* [What to work on]
Each line below with the string "Some" should be copied.

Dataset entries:
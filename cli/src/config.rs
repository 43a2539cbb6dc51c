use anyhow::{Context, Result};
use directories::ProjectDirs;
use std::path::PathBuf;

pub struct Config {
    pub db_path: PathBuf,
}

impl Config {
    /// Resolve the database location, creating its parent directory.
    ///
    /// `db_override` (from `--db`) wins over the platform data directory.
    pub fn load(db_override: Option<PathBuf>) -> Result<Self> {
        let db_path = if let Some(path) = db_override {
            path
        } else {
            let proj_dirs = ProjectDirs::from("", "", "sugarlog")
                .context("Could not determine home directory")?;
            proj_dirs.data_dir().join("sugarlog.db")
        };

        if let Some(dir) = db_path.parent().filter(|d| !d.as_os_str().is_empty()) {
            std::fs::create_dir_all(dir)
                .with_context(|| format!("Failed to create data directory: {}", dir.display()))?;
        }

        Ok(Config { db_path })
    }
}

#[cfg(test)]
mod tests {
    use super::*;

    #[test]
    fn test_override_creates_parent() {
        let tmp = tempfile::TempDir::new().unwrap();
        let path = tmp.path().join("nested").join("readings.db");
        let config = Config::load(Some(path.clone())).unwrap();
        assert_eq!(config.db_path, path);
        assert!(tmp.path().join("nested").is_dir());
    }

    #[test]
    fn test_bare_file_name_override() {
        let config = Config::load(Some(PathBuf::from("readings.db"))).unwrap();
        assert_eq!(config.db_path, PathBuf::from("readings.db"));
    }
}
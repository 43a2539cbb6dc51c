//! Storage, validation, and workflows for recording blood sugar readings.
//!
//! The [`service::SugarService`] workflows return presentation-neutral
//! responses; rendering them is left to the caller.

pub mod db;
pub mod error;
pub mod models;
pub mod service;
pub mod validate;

* [Answer below]
        let db_path = if let Some(path) = db_override {
        if let Some(dir) = db_path.parent().filter(|d| !d.as_os_str().is_empty()) {
        let config = Config::load(Some(path.clone())).unwrap();
        let config = Config::load(Some(PathBuf::from("readings.db"))).unwrap();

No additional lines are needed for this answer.